The Iranians are very particular about using only fresh, seasonal produce in their cooking. In Isfahan, you’ll come across mounds of dry and dried fruit being sold at shops and markets, with the aromatic mélange of dates, berries, cashew nuts, almonds, apricots, figs, and mangoes often proving irresistible. Dizi wins you over immediately, the hearty lamb, chickpea, and potato stew dish having been perfected over centuries and brought over to your table after being slow-cooked in a clay oven for hours. The fesenjan is another meaty delight, with a rusty walnut-and-pomegranate sauce infused within poached chicken and usually served with tahdig – golden saffron-accented rice crust. Khoresht, or Iranian stew, is a robust coming together of lentils, beans, and eggplant, blended with a selection of meat or vegetables and made in different variants. While vegetarians might want to choke themselves at this point, solace arrives in the form of bademjan, a shimmering eggplant and tomato stew brimming with evocative accents of turmeric and the tang of tomatoes and unripe grapes (meat only optional). The baghali polo (sans lamb) is another option, its medley of rice, dill, fava beans, nuts, and dried fruit kissed with a hint of saffron. To round things off, take your romance with saffron a step further by tucking into bastani akbar mashti – custard ice-cream flecked with smoky pistachios, imbued with the lyrical subtlety of saffron and rosewater.
Iran, and Isfahan in turn, is a deeply conservative society | Myth
While the ever-present hijab and the preponderance of black is an inescapable facet of life here, keep the usually paranoid travel advisories well at bay. A simple grasp of current affairs, an occasional dip into the news, and that oft overlooked weapon in one’s travel armoury, common sense, should be your primary factors when considering a trip to Isfahan. And shock and awe, those are the exact same things you’d need when travelling to just about anywhere in the world these days. Yes, the country’s political predilections often veer towards the extreme, but the current regime is moderate, and this reflects tangibly on social life.

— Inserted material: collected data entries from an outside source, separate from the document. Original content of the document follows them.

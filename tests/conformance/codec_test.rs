//! Wire-format conformance tests: canonical re-encoding and strict
//! decoding for every TLS-serializable core type.

use mls_codec::{get, marshal, CodecError, VLBytes};
use mls_crypto::{CipherSuite, HpkeCiphertext, HpkePublicKey, SignaturePublicKey};

#[test]
fn test_public_key_roundtrip_is_canonical() {
    let key = HpkePublicKey::new((0u8..32).collect());
    let encoded = marshal(&key).unwrap();
    let decoded: HpkePublicKey = get(&encoded).unwrap();
    assert_eq!(decoded, key);
    assert_eq!(marshal(&decoded).unwrap(), encoded);
}

#[test]
fn test_ciphertext_field_order() {
    let ct = HpkeCiphertext {
        kem_output: VLBytes::new(vec![0x11, 0x22]),
        ciphertext: VLBytes::new(vec![0x33, 0x44, 0x55]),
    };
    // kem_output first, then ciphertext, each with a varint length prefix.
    assert_eq!(
        marshal(&ct).unwrap(),
        vec![0x02, 0x11, 0x22, 0x03, 0x33, 0x44, 0x55]
    );
}

#[test]
fn test_decode_rejects_trailing_bytes() {
    let mut encoded = marshal(&SignaturePublicKey::new(vec![0xaa; 4])).unwrap();
    encoded.push(0x00);
    assert!(matches!(
        get::<SignaturePublicKey>(&encoded),
        Err(CodecError::TrailingBytes { remaining: 1 })
    ));
}

#[test]
fn test_decode_rejects_truncation() {
    let encoded = marshal(&HpkePublicKey::new(vec![0xbb; 16])).unwrap();
    for cut in 0..encoded.len() {
        assert!(get::<HpkePublicKey>(&encoded[..cut]).is_err());
    }
}

#[test]
fn test_decode_rejects_oversized_length_prefix() {
    // Prefix promises 0x20 bytes, the buffer carries 2.
    let bogus = [0x20u8, 0x01, 0x02];
    assert!(get::<VLBytes>(&bogus).is_err());
}

#[test]
fn test_cipher_suite_code_roundtrip() {
    for suite in mls_crypto::ALL_SUPPORTED_SUITES {
        let encoded = marshal(&suite).unwrap();
        assert_eq!(encoded, suite.to_u16().to_be_bytes());
        assert_eq!(get::<CipherSuite>(&encoded).unwrap(), suite);
    }
}

#[test]
fn test_cipher_suite_unknown_discriminator() {
    assert!(get::<CipherSuite>(&[0x7f, 0xff]).is_err());
}

#[test]
fn test_large_vector_uses_wider_varint() {
    let value = VLBytes::new(vec![0xcc; 300]);
    let encoded = marshal(&value).unwrap();
    // 300 does not fit the one-byte varint; the prefix widens to two bytes.
    assert_eq!(encoded.len(), 2 + 300);
    assert_eq!(get::<VLBytes>(&encoded).unwrap(), value);
}
//! Signature algorithms used by the MLS ciphersuites.
//!
//! EdDSA (Ed25519, Ed448) and ECDSA (P-256/SHA-256, P-521/SHA-512). ECDSA
//! signatures travel DER-encoded; EdDSA signatures are raw. Public keys are
//! raw points for EdDSA and uncompressed SEC1 points for ECDSA.

mod ecdsa_p256;
mod ecdsa_p521;
mod ed25519;
mod ed448;

use zeroize::Zeroizing;

use crate::error::{Error, Result};
use crate::kdf::KdfId;

/// Signature algorithm identifiers.
#[derive(Debug, Clone, Copy, PartialEq, Eq, Hash)]
pub enum SignatureId {
    /// Ed25519 (RFC 8032).
    Ed25519,
    /// Ed448 (RFC 8032).
    Ed448,
    /// ECDSA over P-256 with SHA-256.
    EcdsaP256Sha256,
    /// ECDSA over P-521 with SHA-512.
    EcdsaP521Sha512,
}

/// TLS `SignatureScheme` registry codes carried in MLS credentials.
#[derive(Debug, Clone, Copy, PartialEq, Eq, Hash)]
#[repr(u16)]
pub enum SignatureScheme {
    /// ecdsa_secp256r1_sha256
    EcdsaSecp256r1Sha256 = 0x0403,
    /// ecdsa_secp521r1_sha512
    EcdsaSecp521r1Sha512 = 0x0603,
    /// ed25519
    Ed25519 = 0x0807,
    /// ed448
    Ed448 = 0x0808,
}

impl SignatureScheme {
    /// Registry code for the wire.
    pub const fn code(self) -> u16 {
        self as u16
    }

    /// Look up a scheme by its registry code.
    ///
    /// # Errors
    ///
    /// `InvalidParameter` for codes outside the supported set.
    pub fn from_code(code: u16) -> Result<Self> {
        match code {
            0x0403 => Ok(Self::EcdsaSecp256r1Sha256),
            0x0603 => Ok(Self::EcdsaSecp521r1Sha512),
            0x0807 => Ok(Self::Ed25519),
            0x0808 => Ok(Self::Ed448),
            _ => Err(Error::InvalidParameter("unsupported signature scheme")),
        }
    }
}

/// A signature key pair in serialized form.
///
/// The private half is zeroized on drop.
pub struct SignatureKeyPair {
    /// Serialized private key.
    pub private: Zeroizing<Vec<u8>>,
    /// Serialized public key.
    pub public: Vec<u8>,
}

impl SignatureId {
    /// The TLS signature scheme this algorithm signs under.
    pub const fn scheme(self) -> SignatureScheme {
        match self {
            Self::Ed25519 => SignatureScheme::Ed25519,
            Self::Ed448 => SignatureScheme::Ed448,
            Self::EcdsaP256Sha256 => SignatureScheme::EcdsaSecp256r1Sha256,
            Self::EcdsaP521Sha512 => SignatureScheme::EcdsaSecp521r1Sha512,
        }
    }

    /// Serialized private key size in bytes.
    pub const fn n_sk(self) -> usize {
        match self {
            Self::Ed25519 => 32,
            Self::Ed448 => 57,
            Self::EcdsaP256Sha256 => 32,
            Self::EcdsaP521Sha512 => 66,
        }
    }

    /// Serialized public key size in bytes.
    pub const fn n_pk(self) -> usize {
        match self {
            Self::Ed25519 => 32,
            Self::Ed448 => 57,
            Self::EcdsaP256Sha256 => 65,
            Self::EcdsaP521Sha512 => 133,
        }
    }

    /// Generate a fresh key pair from the system RNG.
    ///
    /// # Errors
    ///
    /// Propagated from the curve backend; does not fail under normal
    /// circumstances.
    pub fn generate_key_pair(self) -> Result<SignatureKeyPair> {
        match self {
            Self::Ed25519 => ed25519::generate(),
            Self::Ed448 => ed448::generate(),
            Self::EcdsaP256Sha256 => ecdsa_p256::generate(),
            Self::EcdsaP521Sha512 => ecdsa_p521::generate(),
        }
    }

    /// Derive a key pair deterministically from input keying material.
    ///
    /// Uses the DHKEM DeriveKeyPair construction under a
    /// `"SIG" || scheme-code` domain: EdDSA scalars come straight out of
    /// `LabeledExpand`, ECDSA scalars by candidate rejection sampling.
    ///
    /// # Errors
    ///
    /// `KeyDerivation` if rejection sampling exhausts its candidates.
    pub fn derive_key_pair(self, ikm: &[u8]) -> Result<SignatureKeyPair> {
        let kdf = self.kdf();
        let suite_id = self.suite_id();
        let dkp_prk = kdf.labeled_extract(&suite_id, &[], "dkp_prk", ikm);

        let private = match self {
            Self::Ed25519 | Self::Ed448 => {
                kdf.labeled_expand(&suite_id, &dkp_prk, "sk", &[], self.n_sk())?
            }
            Self::EcdsaP256Sha256 => {
                self.sample_scalar(&dkp_prk, 0xff, ecdsa_p256::is_valid_scalar)?
            }
            Self::EcdsaP521Sha512 => {
                self.sample_scalar(&dkp_prk, 0x01, ecdsa_p521::is_valid_scalar)?
            }
        };

        let public = self.public_from_private(&private)?;
        Ok(SignatureKeyPair { private, public })
    }

    fn sample_scalar(
        self,
        dkp_prk: &[u8],
        bitmask: u8,
        is_valid: fn(&[u8]) -> bool,
    ) -> Result<Zeroizing<Vec<u8>>> {
        let kdf = self.kdf();
        let suite_id = self.suite_id();
        for counter in 0u8..=255 {
            let mut candidate =
                kdf.labeled_expand(&suite_id, dkp_prk, "candidate", &[counter], self.n_sk())?;
            candidate[0] &= bitmask;
            if is_valid(&candidate) {
                return Ok(candidate);
            }
        }
        Err(Error::KeyDerivation("rejection sampling exhausted"))
    }

    /// Recompute the serialized public key for a serialized private key.
    ///
    /// # Errors
    ///
    /// `InvalidParameter` on malformed private key bytes.
    pub fn public_from_private(self, private: &[u8]) -> Result<Vec<u8>> {
        if private.len() != self.n_sk() {
            return Err(Error::InvalidParameter("signature private key length"));
        }
        match self {
            Self::Ed25519 => ed25519::public_from_private(private),
            Self::Ed448 => ed448::public_from_private(private),
            Self::EcdsaP256Sha256 => ecdsa_p256::public_from_private(private),
            Self::EcdsaP521Sha512 => ecdsa_p521::public_from_private(private),
        }
    }

    /// Deserialize and validate a private key, recomputing its public half.
    ///
    /// # Errors
    ///
    /// `InvalidParameter` on malformed private key bytes.
    pub fn parse_private(self, private: &[u8]) -> Result<SignatureKeyPair> {
        let public = self.public_from_private(private)?;
        Ok(SignatureKeyPair {
            private: Zeroizing::new(private.to_vec()),
            public,
        })
    }

    /// Sign `message` with a serialized private key.
    ///
    /// # Errors
    ///
    /// `InvalidParameter` on malformed private key bytes.
    pub fn sign(self, message: &[u8], private: &[u8]) -> Result<Vec<u8>> {
        if private.len() != self.n_sk() {
            return Err(Error::InvalidParameter("signature private key length"));
        }
        match self {
            Self::Ed25519 => ed25519::sign(message, private),
            Self::Ed448 => ed448::sign(message, private),
            Self::EcdsaP256Sha256 => ecdsa_p256::sign(message, private),
            Self::EcdsaP521Sha512 => ecdsa_p521::sign(message, private),
        }
    }

    /// Verify `signature` over `message` with a serialized public key.
    ///
    /// Returns `Ok(false)` for a signature that does not verify (including
    /// a structurally malformed one); errors are reserved for malformed
    /// public keys.
    ///
    /// # Errors
    ///
    /// `InvalidParameter` on malformed public key bytes.
    pub fn verify(self, message: &[u8], signature: &[u8], public: &[u8]) -> Result<bool> {
        if public.len() != self.n_pk() {
            return Err(Error::InvalidParameter("signature public key length"));
        }
        match self {
            Self::Ed25519 => ed25519::verify(message, signature, public),
            Self::Ed448 => ed448::verify(message, signature, public),
            Self::EcdsaP256Sha256 => ecdsa_p256::verify(message, signature, public),
            Self::EcdsaP521Sha512 => ecdsa_p521::verify(message, signature, public),
        }
    }

    const fn kdf(self) -> KdfId {
        match self {
            Self::Ed25519 | Self::EcdsaP256Sha256 => KdfId::HkdfSha256,
            Self::Ed448 | Self::EcdsaP521Sha512 => KdfId::HkdfSha512,
        }
    }

    fn suite_id(self) -> [u8; 5] {
        let mut suite_id = [0u8; 5];
        suite_id[0..3].copy_from_slice(b"SIG");
        suite_id[3..5].copy_from_slice(&self.scheme().code().to_be_bytes());
        suite_id
    }
}

/// All signature algorithms referenced by the supported ciphersuites.
pub const ALL_SIGNATURES: [SignatureId; 4] = [
    SignatureId::Ed25519,
    SignatureId::Ed448,
    SignatureId::EcdsaP256Sha256,
    SignatureId::EcdsaP521Sha512,
];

Everywhere you go in Isfahan, people are out on the roads and in the courtyards and among the monuments. This is an ‘outdoor’ city like very few, with seemingly the entire populace congregating on Isfahan’s bridges, in its markets, in the large urban public square of Naqsh-e Jahan, or in the seemingly endless collection of gardens and parks that this city boasts of. Early morning, especially during winter, sees the locals flocking to Sofeh Mountain – a strangely-shaped peak that presents walkers and hikers with paths and routes to traverse its contours, whilst offering the more laidback with a national park at its base that is the city’s favourite picnicking spot. Unimaginable even a few years ago, you’ll find men and women walking together, engaged in conversation, smiling and laughing with abandon, and even, within the city’s confluence of romance and nostalgia, flirting with shy restraint.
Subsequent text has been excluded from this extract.